* _YOUR GOAL_: Print every line exactly as it appears in the material below.
======== RECORDS SUPPLIED
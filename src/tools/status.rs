use anyhow::Result;
use async_trait::async_trait;
use serde_json::{json, Value};

use super::{Tool, ToolContext, ToolResult};
use crate::engine::context::describe_world;

/// Fresh live-state snapshot, for when the one in the prompt is stale.
pub struct GetStatusTool;

#[async_trait]
impl Tool for GetStatusTool {
    fn name(&self) -> &str {
        "get_status"
    }

    fn description(&self) -> &str {
        "Look at your current position, health, inventory and surroundings."
    }

    fn parameters_schema(&self) -> Value {
        json!({
            "type": "object",
            "properties": {},
            "required": []
        })
    }

    async fn execute(&self, _params: Value, context: &ToolContext) -> Result<ToolResult> {
        let snapshot = describe_world(context.world.as_ref()).await?;
        let busy = context.scheduler.state().running_one_shot();
        let text = match busy {
            Some(skill) => format!("{}\nbusy with: {}", snapshot, skill),
            None => snapshot,
        };
        Ok(ToolResult::ok(text))
    }
}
================
* _FINAL ANSWER_:
filename src/tools/status.rs
use anyhow::Result;
use async_trait::async_trait;
use serde_json::{json, Value};

use super::{Tool, ToolContext, ToolResult};
use crate::engine::context::describe_world;

/// Fresh live-state snapshot, for when the one in the prompt is stale.
pub struct GetStatusTool;

#[async_trait]
impl Tool for GetStatusTool {
    fn name(&self) -> &str {
        "get_status"
    }

    fn description(&self) -> &str {
        "Look at your current position, health, inventory and surroundings."
    }

    fn parameters_schema(&self) -> Value {
        json!({
            "type": "object",
            "properties": {},
            "required": []
        })
    }

    async fn execute(&self, _params: Value, context: &ToolContext) -> Result<ToolResult> {
        let snapshot = describe_world(context.world.as_ref()).await?;
        let busy = context.scheduler.state().running_one_shot();
        let text = match busy {
            Some(skill) => format!("{}\nbusy with: {}", snapshot, skill),
            None => snapshot,
        };
        Ok(ToolResult::ok(text))
    }
}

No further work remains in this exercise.